Currently in Isaac Lab, there are several camera types; USD Cameras (standard), Tiled Cameras,
and Ray Caster cameras. These camera types differ in functionality and performance. The ``benchmark_cameras.py``
script can be used to understand the difference in cameras types, as well to characterize their relative performance
at different parameters such as camera quantity, image dimensions, and data types.

This utility is provided so that one easily can find the camera type/parameters that are the most performant
while meeting the requirements of the user's scenario.
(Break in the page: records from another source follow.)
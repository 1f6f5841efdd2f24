use keyed_priority_queue::KeyedPriorityQueue;
use rustc_hash::FxHashMap;
use slotmap::{new_key_type, SlotMap};
use std::collections::VecDeque;

// Index into the job control table
pub type JobId = usize;
pub type CpuId = usize;

/// Continuous simulated time. Bursts and chunk units are fractional reals, so
/// the clock is not tick-based.
pub type Time = f64;

/// Tolerance for sums of fractional chunk durations. Individual remaining-time
/// decrements are exact (the final chunk equals the remaining burst), but
/// re-summing a slice list can pick up rounding for non-dyadic inputs.
pub const TIME_EPSILON: Time = 1e-9;

new_key_type! {
    pub struct QueueId;
}

/// Priority key for ranked run queues: smallest remaining burst first, then
/// earliest arrival, then lowest job id.
///
/// KeyedPriorityQueue is a max-heap, so Ord is flipped.
#[derive(Debug, Copy, Clone, PartialEq)]
pub struct Rank {
    pub remaining: Time,
    pub arrival: Time,
    pub job: JobId,
}

impl Eq for Rank {}

impl PartialOrd for Rank {
    fn partial_cmp(&self, other: &Self) -> Option<std::cmp::Ordering> {
        Some(self.cmp(other))
    }
}

impl Ord for Rank {
    fn cmp(&self, other: &Self) -> std::cmp::Ordering {
        other
            .remaining
            .total_cmp(&self.remaining)
            .then_with(|| other.arrival.total_cmp(&self.arrival))
            .then_with(|| other.job.cmp(&self.job))
    }
}

#[derive(Debug, Clone, Copy, PartialEq, Eq)]
pub enum JobState {
    /// Admitted to the cluster, waiting in some run queue.
    Ready,
    /// Currently occupying a CPU for one chunk.
    Running,
    Completed,
}

/// Per-job control record, owned by the cluster for the duration of one run.
#[derive(Debug)]
pub struct JobCtl {
    pub id: JobId,
    pub state: JobState,
    pub current_cpu: Option<CpuId>,
    pub arrival: Time,
    pub burst: Time,
    pub remaining: Time,
    pub first_start: Option<Time>,
    pub completion: Option<Time>,
}

#[derive(Debug)]
pub struct CpuState {
    pub id: CpuId,
    pub current: Option<JobId>,
    /// End of the chunk the current job is executing. Meaningless while idle.
    pub busy_until: Time,
}

#[derive(Debug)]
pub enum RunQueue {
    Fifo {
        jobs: VecDeque<JobId>,
    },
    Ranked {
        jobs: KeyedPriorityQueue<JobId, Rank>,
    },
}

impl RunQueue {
    pub fn new_fifo() -> Self {
        Self::Fifo {
            jobs: VecDeque::new(),
        }
    }

    pub fn new_ranked() -> Self {
        Self::Ranked {
            jobs: KeyedPriorityQueue::new(),
        }
    }

    pub fn contains(&self, job_id: JobId) -> bool {
        match self {
            Self::Fifo { jobs } => jobs.contains(&job_id),
            Self::Ranked { jobs } => jobs.iter().any(|j| *j.0 == job_id),
        }
    }
}

/// Mutable cluster state threaded through the driver and the policy callbacks.
#[derive(Debug)]
pub struct ClusterCtx {
    pub now: Time,
    pub chunk_unit: Time,
    pub cpus: Vec<CpuState>,
    pub jobs: Vec<JobCtl>,
    pub queues: SlotMap<QueueId, RunQueue>,
    pub job_to_queue: FxHashMap<JobId, QueueId>,

    // Increment upon admission
    next_job_id: JobId,
}

impl ClusterCtx {
    pub fn new(num_cpus: usize, chunk_unit: Time) -> Self {
        Self {
            now: 0.0,
            chunk_unit,
            cpus: (0..num_cpus)
                .map(|id| CpuState {
                    id,
                    current: None,
                    busy_until: 0.0,
                })
                .collect(),
            jobs: Vec::new(),
            queues: SlotMap::with_key(),
            job_to_queue: FxHashMap::default(),
            next_job_id: 0,
        }
    }

    /// Admit a job to the cluster. Ids are assigned in admission order, so
    /// equal-arrival jobs keep their original input ordering.
    pub fn admit_job(&mut self, arrival: Time, burst: Time) -> JobId {
        let id = self.next_job_id;
        self.next_job_id += 1;

        let job = JobCtl {
            id,
            state: JobState::Ready,
            current_cpu: None,
            arrival,
            burst,
            remaining: burst,
            first_start: None,
            completion: None,
        };

        debug_assert_eq!(self.jobs.len(), id, "JobId must match table index");
        self.jobs.push(job);

        id
    }

    pub fn create_queue_fifo(&mut self) -> QueueId {
        self.queues.insert(RunQueue::new_fifo())
    }

    pub fn create_queue_ranked(&mut self) -> QueueId {
        self.queues.insert(RunQueue::new_ranked())
    }

    fn queue_push(&mut self, queue_id: QueueId, job_id: JobId, rank: Option<Rank>) {
        debug_assert!(
            !self.job_to_queue.contains_key(&job_id),
            "job {job_id} already present in some run queue"
        );

        let job = self.job(job_id);
        debug_assert_eq!(
            job.state,
            JobState::Ready,
            "job {job_id} must be Ready when enqueued"
        );

        let queue = self.queues.get_mut(queue_id).expect("unknown run queue");
        match queue {
            RunQueue::Fifo { jobs } => jobs.push_back(job_id),
            RunQueue::Ranked { jobs } => {
                jobs.push(
                    job_id,
                    rank.expect("attempted to push to a ranked queue with no rank"),
                );
            }
        }

        self.job_to_queue.insert(job_id, queue_id);
    }

    pub fn queue_push_back(&mut self, queue_id: QueueId, job_id: JobId) {
        self.queue_push(queue_id, job_id, None);
    }

    pub fn queue_push_ranked(&mut self, queue_id: QueueId, job_id: JobId, rank: Rank) {
        self.queue_push(queue_id, job_id, Some(rank));
    }

    pub fn queue_pop(&mut self, queue_id: QueueId) -> Option<JobId> {
        let queue = self.queues.get_mut(queue_id)?;
        let job = match queue {
            RunQueue::Fifo { jobs } => jobs.pop_front(),
            RunQueue::Ranked { jobs } => jobs.pop().map(|j| j.0),
        }?;

        let removed = self.job_to_queue.remove(&job);
        debug_assert!(removed.is_some(), "job {job} missing queue membership");

        Some(job)
    }

    pub fn job(&self, job_id: JobId) -> &JobCtl {
        &self.jobs[job_id]
    }

    pub fn job_mut(&mut self, job_id: JobId) -> &mut JobCtl {
        &mut self.jobs[job_id]
    }

    pub fn cpu_is_idle(&self, cpu: CpuId) -> bool {
        self.cpus[cpu].current.is_none()
    }

    pub fn all_completed(&self) -> bool {
        self.jobs.iter().all(|j| j.state == JobState::Completed)
    }

    /// Earliest chunk expiry among busy CPUs.
    pub fn next_cpu_event(&self) -> Option<Time> {
        self.cpus
            .iter()
            .filter(|cpu| cpu.current.is_some())
            .map(|cpu| cpu.busy_until)
            .min_by(|a, b| a.total_cmp(b))
    }

    pub fn mark_ready(&mut self, job_id: JobId) {
        let job = self.job_mut(job_id);
        debug_assert_ne!(
            job.state,
            JobState::Completed,
            "completed job {job_id} cannot become ready"
        );
        job.state = JobState::Ready;
        job.current_cpu = None;
    }

    pub fn mark_completed(&mut self, job_id: JobId, completion: Time) {
        debug_assert!(
            !self.job_to_queue.contains_key(&job_id),
            "completing job {job_id} that is still enqueued"
        );

        let job = &mut self.jobs[job_id];
        debug_assert_eq!(
            job.state,
            JobState::Running,
            "job {job_id} must have been running before completion"
        );

        job.state = JobState::Completed;
        job.current_cpu = None;
        job.completion = Some(completion);
    }

    /// Claim `cpu` for `job_id` for one chunk ending at `busy_until`.
    pub fn set_running(&mut self, cpu: CpuId, job_id: JobId, busy_until: Time) {
        debug_assert!(
            !self.job_to_queue.contains_key(&job_id),
            "running job {job_id} must not be enqueued"
        );
        debug_assert!(
            self.cpus[cpu].current.is_none(),
            "CPU {cpu} already running a job"
        );

        self.cpus[cpu].current = Some(job_id);
        self.cpus[cpu].busy_until = busy_until;

        let now = self.now;
        let job = self.job_mut(job_id);
        job.state = JobState::Running;
        job.current_cpu = Some(cpu);
        if job.first_start.is_none() {
            job.first_start = Some(now);
        }
    }

    pub fn clear_cpu(&mut self, cpu: CpuId) {
        self.cpus[cpu].current = None;
    }
}
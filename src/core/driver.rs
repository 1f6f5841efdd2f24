use super::{
    event::{EngineEvent, Slice},
    observer::Observer,
    state::{ClusterCtx, JobId, Time},
};
use crate::error::EngineError;
use crate::scheduler::{Policy, ENQ_PREEMPT, ENQ_WAKEUP};

/// Event-driven dispatch core. Owns the cluster state and a scheduling policy
/// and exposes the primitives the simulation driver sequences: admit arrivals,
/// requeue preempted jobs, fill idle CPUs, advance the clock to the next
/// slice expiry.
///
/// The clock moves to event times, never by fixed ticks; chunk and burst
/// values are fractional reals.
pub struct Engine<P: Policy> {
    pub ctx: ClusterCtx,
    pub policy: P,
    observer: Observer,
    slices: Vec<Slice>,
}

impl<P: Policy> Engine<P> {
    pub fn new(num_cpus: usize, chunk_unit: Time) -> Self {
        let mut ctx = ClusterCtx::new(num_cpus, chunk_unit);
        let policy = P::init(&mut ctx);
        Self {
            ctx,
            policy,
            observer: Observer::new(),
            slices: Vec::new(),
        }
    }

    pub fn now(&self) -> Time {
        self.ctx.now
    }

    pub fn slices(&self) -> &[Slice] {
        &self.slices
    }

    /// Admit a newly arrived job and hand it to the policy.
    pub fn admit(&mut self, arrival: Time, burst: Time, events: &mut Vec<EngineEvent>) -> JobId {
        let job = self.ctx.admit_job(arrival, burst);
        events.push(EngineEvent::JobAdmitted { job });
        self.policy.enqueue(&mut self.ctx, job, ENQ_WAKEUP);
        job
    }

    /// Return preempted jobs to the policy. Called after same-instant arrivals
    /// have been admitted, so fresh arrivals queue ahead of preempted jobs.
    pub fn requeue_preempted(&mut self, jobs: &[JobId]) {
        for &job in jobs {
            self.policy.enqueue(&mut self.ctx, job, ENQ_PREEMPT);
        }
    }

    /// Give every idle CPU work, lowest-numbered CPU first. Each dispatched
    /// job runs for min(remaining, chunk unit); the final chunk equals the
    /// remaining burst exactly, so remaining hits zero with no drift.
    pub fn dispatch_idle(&mut self, events: &mut Vec<EngineEvent>) {
        let now = self.ctx.now;
        for cpu in 0..self.ctx.cpus.len() {
            if !self.ctx.cpu_is_idle(cpu) {
                continue;
            }

            match self.policy.dispatch(&mut self.ctx, cpu) {
                Some(job) => {
                    let chunk_unit = self.ctx.chunk_unit;
                    let ctl = self.ctx.job_mut(job);
                    let chunk = ctl.remaining.min(chunk_unit);
                    ctl.remaining -= chunk;
                    self.ctx.set_running(cpu, job, now + chunk);
                    self.slices.push(Slice {
                        job,
                        cpu,
                        start: now,
                        end: now + chunk,
                    });
                    events.push(EngineEvent::JobDispatched { job, cpu, chunk });
                }
                None => events.push(EngineEvent::CpuIdle { cpu }),
            }
        }
    }

    /// Move the clock to `t` and reclaim every CPU whose chunk ends at or
    /// before `t`. Jobs that finished their burst are completed; the rest are
    /// returned for requeueing once same-instant arrivals are in.
    pub fn advance_to(&mut self, t: Time, events: &mut Vec<EngineEvent>) -> Vec<JobId> {
        debug_assert!(t >= self.ctx.now, "clock may not move backwards");
        self.ctx.now = t;

        let mut preempted = Vec::new();
        for cpu in 0..self.ctx.cpus.len() {
            let (job, busy_until) = match self.ctx.cpus[cpu].current {
                Some(job) => (job, self.ctx.cpus[cpu].busy_until),
                None => continue,
            };
            if busy_until > t {
                continue;
            }

            self.ctx.clear_cpu(cpu);
            if self.ctx.job(job).remaining == 0.0 {
                self.ctx.mark_completed(job, busy_until);
                events.push(EngineEvent::JobCompleted {
                    job,
                    at: busy_until,
                });
            } else {
                self.ctx.mark_ready(job);
                events.push(EngineEvent::JobPreempted { job, cpu });
                preempted.push(job);
            }
        }

        preempted
    }

    pub fn check_invariants(&mut self) -> Result<(), EngineError> {
        self.observer.observe(&self.ctx)
    }

    pub fn audit_trace(&self) -> Result<(), EngineError> {
        self.observer.audit_trace(&self.ctx, &self.slices)
    }
}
This utility also helps estimate
the maximum number of cameras one can realistically run, assuming that one wants to maximize the number
of environments while minimizing step time.

This utility can inject cameras into an existing task from the gym registry,
which can be useful for benchmarking cameras in a specific scenario. Also,
if you install ``pynvml``, you can let this utility automatically find the maximum
numbers of cameras that can run in your task environment up to a
certain specified system resource utilization threshold (without training; taking zero actions
at each timestep).

This guide accompanies the ``benchmark_cameras.py`` script in the ``IsaacLab/source/standalone/tutorials/04_sensors``
directory.

.. dropdown:: Code for benchmark_cameras.py
:icon: code

.. literalinclude:: ../../../source/standalone/tutorials/04_sensors/benchmark_cameras.py
:language: python
:linenos:


Possible Parameters
-------------------

First, run

.. code-block:: bash

./isaaclab.sh -p source/standalone/tutorials/04_sensors/benchmark_cameras.py -h

to see all possible parameters you can vary with this utility.
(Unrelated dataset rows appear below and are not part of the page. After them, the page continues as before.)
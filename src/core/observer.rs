use super::event::Slice;
use super::state::{ClusterCtx, JobState, TIME_EPSILON};
use crate::error::EngineError;

/// Invariant auditor consulted at every decision point and once over the
/// finished trace. A violation is an engine defect, so it surfaces as
/// `InternalInconsistency` rather than a panic that would take down the
/// caller's render surface.
#[derive(Debug)]
pub struct Observer {
    steps: u64,
}

impl Observer {
    pub fn new() -> Self {
        Self { steps: 0 }
    }

    pub fn observe(&mut self, ctx: &ClusterCtx) -> Result<(), EngineError> {
        self.steps += 1;

        for job in &ctx.jobs {
            if job.remaining < 0.0 {
                return Err(inconsistency(format!(
                    "job {} has negative remaining burst {}",
                    job.id, job.remaining
                )));
            }
            if job.state == JobState::Completed {
                if job.remaining != 0.0 {
                    return Err(inconsistency(format!(
                        "completed job {} has nonzero remaining burst {}",
                        job.id, job.remaining
                    )));
                }
                if job.completion.is_none() {
                    return Err(inconsistency(format!(
                        "completed job {} has no completion time",
                        job.id
                    )));
                }
            }
        }

        for cpu in &ctx.cpus {
            if let Some(job_id) = cpu.current {
                let job = ctx.job(job_id);
                if job.state != JobState::Running {
                    return Err(inconsistency(format!(
                        "cpu {} claims job {} which is not Running",
                        cpu.id, job_id
                    )));
                }
                if job.current_cpu != Some(cpu.id) {
                    return Err(inconsistency(format!(
                        "job {} metadata disagrees with cpu {} claim",
                        job_id, cpu.id
                    )));
                }
            }
        }

        for (&job_id, &queue_id) in &ctx.job_to_queue {
            let job = ctx.job(job_id);
            if job.state != JobState::Ready {
                return Err(inconsistency(format!(
                    "queued job {} is {:?}, expected Ready",
                    job_id, job.state
                )));
            }
            match ctx.queues.get(queue_id) {
                Some(queue) if queue.contains(job_id) => {}
                Some(_) => {
                    return Err(inconsistency(format!(
                        "membership map claims job {} in queue {:?}, but the queue does not hold it",
                        job_id, queue_id
                    )));
                }
                None => {
                    return Err(inconsistency(format!(
                        "membership map references unknown queue {:?}",
                        queue_id
                    )));
                }
            }
        }

        Ok(())
    }

    /// Whole-trace audit once the run is quiescent.
    pub fn audit_trace(&self, ctx: &ClusterCtx, slices: &[Slice]) -> Result<(), EngineError> {
        for job in &ctx.jobs {
            let executed: f64 = slices
                .iter()
                .filter(|s| s.job == job.id)
                .map(Slice::duration)
                .sum();
            if (executed - job.burst).abs() > TIME_EPSILON {
                return Err(inconsistency(format!(
                    "job {} executed {} of a {} burst",
                    job.id, executed, job.burst
                )));
            }

            let completion = job.completion.ok_or_else(|| {
                inconsistency(format!("job {} never completed", job.id))
            })?;
            if completion < job.arrival + job.burst - TIME_EPSILON {
                return Err(inconsistency(format!(
                    "job {} completed at {} before arrival {} + burst {}",
                    job.id, completion, job.arrival, job.burst
                )));
            }
        }

        // Slices are recorded in dispatch order, so per-CPU intervals must be
        // non-overlapping when scanned in sequence.
        for cpu in 0..ctx.cpus.len() {
            let mut last_end = f64::NEG_INFINITY;
            for slice in slices.iter().filter(|s| s.cpu == cpu) {
                if slice.start < last_end - TIME_EPSILON {
                    return Err(inconsistency(format!(
                        "cpu {} slice starting at {} overlaps previous slice ending at {}",
                        cpu, slice.start, last_end
                    )));
                }
                last_end = slice.end;
            }
        }

        Ok(())
    }
}

fn inconsistency(msg: String) -> EngineError {
    EngineError::InternalInconsistency(msg)
}
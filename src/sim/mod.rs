pub mod driver;
pub mod job;
pub mod report;

pub use driver::{simulate, ClusterConfig, Sim, SimulationResult};
pub use job::{JobReport, JobSpec};
pub use report::render_report;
See the command line parameters related to ``autotune`` for more information about
automatically determining maximum camera count.


Compare Performance in Task Environments and Automatically Determine Task Max Camera Count
------------------------------------------------------------------------------------------

Currently, tiled cameras are the most performant camera that can handle multiple dynamic objects.
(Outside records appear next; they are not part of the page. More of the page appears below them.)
use super::job::{JobReport, JobSpec};
use crate::{
    core::{
        driver::Engine,
        event::{EngineEvent, Slice},
        state::{JobId, Time},
    },
    error::EngineError,
    scheduler::Policy,
};
use average::Estimate;
use log::debug;

/// Cluster capacity handed to a run: identical CPUs plus the chunk unit
/// (quantum) by which bursts are subdivided.
#[derive(Debug, Clone, Copy, PartialEq)]
pub struct ClusterConfig {
    pub cpus: usize,
    pub chunk_unit: Time,
}

impl ClusterConfig {
    pub fn new(cpus: usize, chunk_unit: Time) -> Self {
        Self { cpus, chunk_unit }
    }

    pub fn validate(&self) -> Result<(), EngineError> {
        if self.cpus < 1 {
            return Err(EngineError::InvalidConfiguration(
                "CPU count must be at least 1".into(),
            ));
        }
        // `!(x > 0.0)` also rejects NaN
        if !(self.chunk_unit > 0.0) {
            return Err(EngineError::InvalidConfiguration(format!(
                "chunk unit must be positive, got {}",
                self.chunk_unit
            )));
        }
        Ok(())
    }
}

/// Outcome of a finished run: the chronologically ordered execution trace plus
/// per-job statistics. Slices carry caller-assigned job ids.
#[derive(Debug, Clone, PartialEq)]
pub struct SimulationResult {
    pub slices: Vec<Slice>,
    pub jobs: Vec<JobReport>,
}

impl SimulationResult {
    pub fn avg_turnaround(&self) -> f64 {
        self.jobs
            .iter()
            .map(|j| j.turnaround)
            .collect::<average::Mean>()
            .estimate()
    }

    pub fn avg_waiting(&self) -> f64 {
        self.jobs
            .iter()
            .map(|j| j.waiting)
            .collect::<average::Mean>()
            .estimate()
    }

    /// Latest completion across all jobs.
    pub fn makespan(&self) -> Time {
        self.jobs
            .iter()
            .map(|j| j.completion)
            .fold(0.0, Time::max)
    }
}

/// One simulation run: feeds a fixed job set into the engine as the clock
/// passes each arrival and drives it to quiescence. Consumes itself on `run`;
/// nothing is shared across invocations.
pub struct Sim<P: Policy> {
    engine: Engine<P>,
    /// Sorted by (arrival, id); the engine admits index i as core job id i.
    specs: Vec<JobSpec>,
    cursor: usize,
}

impl<P: Policy> Sim<P> {
    pub fn new(config: ClusterConfig, mut jobs: Vec<JobSpec>) -> Result<Self, EngineError> {
        config.validate()?;
        if jobs.is_empty() {
            return Err(EngineError::InapplicableInput(
                "at least one job is required".into(),
            ));
        }
        for job in &jobs {
            if !(job.burst > 0.0) {
                return Err(EngineError::InvalidConfiguration(format!(
                    "job {} burst must be positive, got {}",
                    job.id, job.burst
                )));
            }
            if !(job.arrival >= 0.0) {
                return Err(EngineError::InvalidConfiguration(format!(
                    "job {} arrival must be non-negative, got {}",
                    job.id, job.arrival
                )));
            }
        }

        jobs.sort_by(|a, b| {
            a.arrival
                .total_cmp(&b.arrival)
                .then_with(|| a.id.cmp(&b.id))
        });

        Ok(Self {
            engine: Engine::new(config.cpus, config.chunk_unit),
            specs: jobs,
            cursor: 0,
        })
    }

    pub fn run(mut self) -> Result<SimulationResult, EngineError> {
        let mut events = Vec::new();
        let mut preempted: Vec<JobId> = Vec::new();

        loop {
            self.admit_arrivals(&mut events);
            // Same-instant arrivals queue ahead of jobs preempted now
            self.engine.requeue_preempted(&preempted);
            preempted.clear();

            self.engine.dispatch_idle(&mut events);
            self.engine.check_invariants()?;
            self.log_events(&mut events);

            if self.all_done() {
                break;
            }

            let next = self.next_event_time().ok_or_else(|| {
                EngineError::InternalInconsistency(
                    "simulation stalled with jobs outstanding and no pending event".into(),
                )
            })?;
            preempted = self.engine.advance_to(next, &mut events);
        }

        self.engine.audit_trace()?;
        self.build_result()
    }

    fn admit_arrivals(&mut self, events: &mut Vec<EngineEvent>) {
        let now = self.engine.now();
        // Contiguous, since specs are sorted by arrival
        while let Some(spec) = self.specs.get(self.cursor) {
            if spec.arrival > now {
                break;
            }
            self.engine.admit(spec.arrival, spec.burst, events);
            self.cursor += 1;
        }
    }

    fn all_done(&self) -> bool {
        self.cursor == self.specs.len() && self.engine.ctx.all_completed()
    }

    /// Earliest upcoming event: a busy CPU finishing its chunk or the next
    /// arrival, whichever comes first.
    fn next_event_time(&self) -> Option<Time> {
        let next_arrival = self.specs.get(self.cursor).map(|s| s.arrival);
        let next_cpu = self.engine.ctx.next_cpu_event();
        match (next_arrival, next_cpu) {
            (Some(a), Some(c)) => Some(a.min(c)),
            (Some(a), None) => Some(a),
            (None, Some(c)) => Some(c),
            (None, None) => None,
        }
    }

    fn log_events(&self, events: &mut Vec<EngineEvent>) {
        if log::log_enabled!(log::Level::Debug) {
            for event in events.iter() {
                debug!("t={} {:?}", self.engine.now(), event);
            }
        }
        events.clear();
    }

    fn build_result(self) -> Result<SimulationResult, EngineError> {
        let mut jobs = Vec::with_capacity(self.specs.len());
        for (core_id, spec) in self.specs.iter().enumerate() {
            let ctl = self.engine.ctx.job(core_id);
            let completion = ctl.completion.ok_or_else(|| {
                EngineError::InternalInconsistency(format!(
                    "job {} finished the run without a completion time",
                    spec.id
                ))
            })?;
            let first_start = ctl.first_start.ok_or_else(|| {
                EngineError::InternalInconsistency(format!(
                    "job {} completed without ever starting",
                    spec.id
                ))
            })?;

            let turnaround = completion - spec.arrival;
            jobs.push(JobReport {
                id: spec.id,
                arrival: spec.arrival,
                burst: spec.burst,
                first_start,
                completion,
                turnaround,
                waiting: turnaround - spec.burst,
            });
        }
        jobs.sort_by_key(|r| r.id);

        let slices = self
            .engine
            .slices()
            .iter()
            .map(|s| Slice {
                job: self.specs[s.job].id,
                ..*s
            })
            .collect();

        Ok(SimulationResult { slices, jobs })
    }
}

/// Typed entry point: validate, run, report. Pure apart from debug logging.
pub fn simulate<P: Policy>(
    config: ClusterConfig,
    jobs: Vec<JobSpec>,
) -> Result<SimulationResult, EngineError> {
    Sim::<P>::new(config, jobs)?.run()
}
For example, to see how your system could handle 100 tiled cameras in
the cartpole environment, with 2 cameras per environment (so 50 environments total)
only in RGB mode, run

.. code-block:: bash
./isaaclab.sh -p source/standalone/tutorials/04_sensors/benchmark_cameras.py \
--task Isaac-Cartpole-v0 --num_tiled_cameras 100 \
--task_num_cameras_per_env 2 \
--tiled_camera_data_types rgb

If you have pynvml installed, (``./isaaclab.sh -p -m pip install pynvml``), you can also
find the maximum number of cameras that you could run in the specified environment up to
a certain performance threshold (specified by max CPU utilization percent, max RAM utilization percent,
max GPU compute percent, and max GPU memory percent). For example, to find the maximum number of cameras
you can run with cartpole, you could run:

.. code-block:: bash
./isaaclab.sh -p source/standalone/tutorials/04_sensors/benchmark_cameras.py \
--task Isaac-Cartpole-v0 --num_tiled_cameras 100 \
--task_num_cameras_per_env 2 \
--tiled_camera_data_types rgb --autotune \
--autotune_max_percentage_util 100 80 50 50

Autotune may lead to the program crashing, which means that it tried to run too many cameras at once.
However, the max percentage utilization parameter is meant to prevent this from happening.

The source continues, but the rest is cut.